Question, Is the "BlueDriver Bluetooth Pro OBDII " the best option?
I want to see the current data before do any change, so I can compare later..

Thank you!

View attachment 2997002

View attachment 2997021

check this thread out.https://forum.ih8mud.com/threads/stalling-not-just-in-high-hot-heavy.1069542/

@2001LC and I have done lots of thinking and moving the fuel pump resistor to inside the air box fixed it for me.
@Calvinswartz made a very keen observation, after installing air compressor. Which mounted next to heat sink of the fuel pump resistor. Wherein he began have stall issues, acting very much like the 06-07 failing fuel pump. He's not yet tested his mod (moving resistor into air box), in summer heat. But to-date, he's reported that in near the same OAT and sun, as it was stalling. It is no longer is stalling.

While not common in the 100 series to see these resistors fail. Seems he's onto something with build rigs having extra aftermarket gear blocking resistor heat sink. In which resistor can't dissipate heat as well as it should.
 
I had similar symptoms, recently upgraded my alternator ... Yesterday when I went to the store and I came back outside the cruiser wouldn't start. It was like it was vapor locking! I was wondering if this could somehow be tied to the alternator maybe it was pushing too much juice to the fuel pump and cause it to get weird but after some heavy reading in the depths of this forum - I discovered it was an air pocket in my coolant.

The air pocket was there because the radiator came out to get the alternator swapped ... I must confess I cheated and had a shop do it. Regardless they didn't turn on the rear heater when they were trying to make sure there was no air in the coolant system and that air bubble made the back of the motor quite hot, caused sort of a chain reaction I would guess. The cats or running hot enough I think to boil that fuel. I only drove it for about 20 minutes from the shop that swap the alternator to the store.

I have since burped the big girl and all is well. I remember the transfer case shifter was so hot I couldn't touch it ... I never would have thought it would have been some air in the coolant system.
 
I had similar symptoms, recently upgraded my alternator ... Yesterday when I went to the store and I came back outside the cruiser wouldn't start. It was like it was vapor locking! I was wondering if this could somehow be tied to the alternator maybe it was pushing too much juice to the fuel pump and cause it to get weird but after some heavy reading in the depths of this forum - I discovered it was an air pocket in my coolant.

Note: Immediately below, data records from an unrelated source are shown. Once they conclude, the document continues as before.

//! Rule evaluation.

use std::str::FromStr;

use serde_json::{Map, Value};
use strum_macros::{AsRefStr, Display, EnumString};
use thiserror::Error;

use crate::detector::contains_marker;
use crate::rules::store::RuleStore;
use crate::storage::{ConditionType, Event, Rule, StorageError};

/// Markers that count as an error for `node_error_rate`.
const ERROR_MARKERS: [&str; 2] = ["error", "exception"];

/// Errors raised while evaluating one rule condition.
#[derive(Debug, Error, PartialEq)]
pub enum ConditionError {
    #[error("missing parameter '{0}'")]
    MissingParameter(&'static str),

    #[error("parameter '{name}' is not numeric: {value}")]
    InvalidParameter { name: &'static str, value: String },

    #[error("field '{field}' is not numeric: {value}")]
    NotNumeric { field: String, value: String },

    #[error("unknown operator '{0}'")]
    UnknownOperator(String),
}

/// Comparison operator for `custom_expression`.
#[derive(Debug, Clone, Copy, PartialEq, Eq, Default, EnumString, Display, AsRefStr)]
#[strum(serialize_all = "lowercase")]
pub enum Operator {
    #[default]
    Gt,
    Gte,
    Lt,
    Lte,
    Eq,
}

impl Operator {
    pub fn evaluate(&self, value: f64, target: f64) -> bool {
        match self {
            Self::Gt => value > target,
            Self::Gte => value >= target,
            Self::Lt => value < target,
            Self::Lte => value <= target,
            Self::Eq => (value - target).abs() < f64::EPSILON,
        }
    }
}

fn as_number(value: &Value) -> Option<f64> {
    match value {
        Value::Number(n) => n.as_f64(),
        Value::String(s) => s.trim().parse().ok(),
        _ => None,
    }
}

/// Numeric parameter, or `default` when absent.
fn param_f64(
    params: &Map<String, Value>,
    name: &'static str,
    default: f64,
) -> Result<f64, ConditionError> {
    match params.get(name) {
        None | Some(Value::Null) => Ok(default),
        Some(value) => as_number(value).ok_or_else(|| ConditionError::InvalidParameter {
            name,
            value: value.to_string(),
        }),
    }
}

/// Whether a single rule's condition holds for `event`.
pub fn condition_matches(rule: &Rule, event: &Event) -> Result<bool, ConditionError> {
    let params = &rule.condition.parameters;
    match rule.condition.kind {
        ConditionType::ExecutionLatency => {
            let threshold = param_f64(params, "threshold", 0.0)?;
            Ok(event.duration.is_some_and(|d| d > threshold))
        }
        ConditionType::DivergenceDetected => Ok(event
            .metadata()
            .and_then(|m| m.get("diverged"))
            .and_then(Value::as_bool)
            .unwrap_or(false)),
        ConditionType::NodeErrorRate => {
            let threshold = param_f64(params, "threshold", 1.0)?;
            if threshold > 1.0 {
                return Ok(false);
            }
            let top_level = event
                .payload
                .get("metadata")
                .is_some_and(|m| contains_marker(m, &ERROR_MARKERS));
            Ok(top_level
                || event.nodes().iter().any(|node| {
                    node.get("metadata")
                        .is_some_and(|m| contains_marker(m, &ERROR_MARKERS))
                }))
        }
        ConditionType::ClusterAnomaly => {
            let threshold = param_f64(params, "threshold", 100.0)?;
            let size = event
                .payload
                .get("cluster_size")
                .or_else(|| event.metadata().and_then(|m| m.get("cluster_size")))
                .and_then(as_number);
            Ok(size.is_some_and(|s| s > threshold))
        }
        ConditionType::CustomExpression => {
            let field = params
                .get("field")
                .and_then(Value::as_str)
                .filter(|f| !f.is_empty())
                .ok_or(ConditionError::MissingParameter("field"))?;
            let target = match params.get("value") {
                Some(value) => as_number(value).ok_or_else(|| ConditionError::InvalidParameter {
                    name: "value",
                    value: value.to_string(),
                })?,
                None => return Err(ConditionError::MissingParameter("value")),
            };
            let operator = match params.get("operator").and_then(Value::as_str) {
                Some(op) => Operator::from_str(op)
                    .map_err(|_| ConditionError::UnknownOperator(op.to_string()))?,
                None => Operator::default(),
            };

            let Some(raw) = event.field(field) else {
                return Ok(false);
            };
            let value = as_number(raw).ok_or_else(|| ConditionError::NotNumeric {
                field: field.to_string(),
                value: raw.to_string(),
            })?;
            Ok(operator.evaluate(value, target))
        }
    }
}

/// First enabled rule, by priority descending, whose condition matches.
///
/// Rules below the winner are never evaluated. A failing condition counts
/// as a non-match for that rule only.
pub fn evaluate_rules<'a>(rules: &'a [Rule], event: &Event) -> Option<&'a Rule> {
    let mut ordered: Vec<&Rule> = rules.iter().filter(|r| r.enabled).collect();
    ordered.sort_by(|a, b| b.priority.cmp(&a.priority));

    let mut evaluated = 0usize;
    for rule in ordered {
        evaluated += 1;
        match condition_matches(rule, event) {
            Ok(true) => {
                tracing::debug!(
                    tenant_id = %event.tenant_id,
                    rule_id = %rule.id,
                    name = %rule.name,
                    evaluated,
                    "Rule triggered"
                );
                return Some(rule);
            }
            Ok(false) => {}
            Err(e) => {
                tracing::warn!(
                    tenant_id = %event.tenant_id,
                    rule_id = %rule.id,
                    condition = %rule.condition.kind,
                    error = %e,
                    "Rule condition failed, treating as no match"
                );
            }
        }
    }
    None
}

/// Evaluates tenant rules against events.
#[derive(Debug, Clone)]
pub struct RuleEngine {
    store: RuleStore,
}

impl RuleEngine {
    pub fn new(store: RuleStore) -> Self {
        Self { store }
    }

    pub fn store(&self) -> &RuleStore {
        &self.store
    }

    /// The winning rule for `event`, if any.
    pub async fn evaluate(&self, event: &Event) -> Result<Option<Rule>, StorageError> {
        let rules = self.store.get_rules(&event.tenant_id).await?;
        Ok(evaluate_rules(&rules, event).cloned())
    }
}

The air pocket was there because the radiator came out to get the alternator swapped ... I must confess I cheated and had a shop do it. Regardless they didn't turn on the rear heater when they were trying to make sure there was no air in the coolant system and that air bubble made the back of the motor quite hot, caused sort of a chain reaction I would guess. The cats or running hot enough I think to boil that fuel. I only drove it for about 20 minutes from the shop that swap the alternator to the store.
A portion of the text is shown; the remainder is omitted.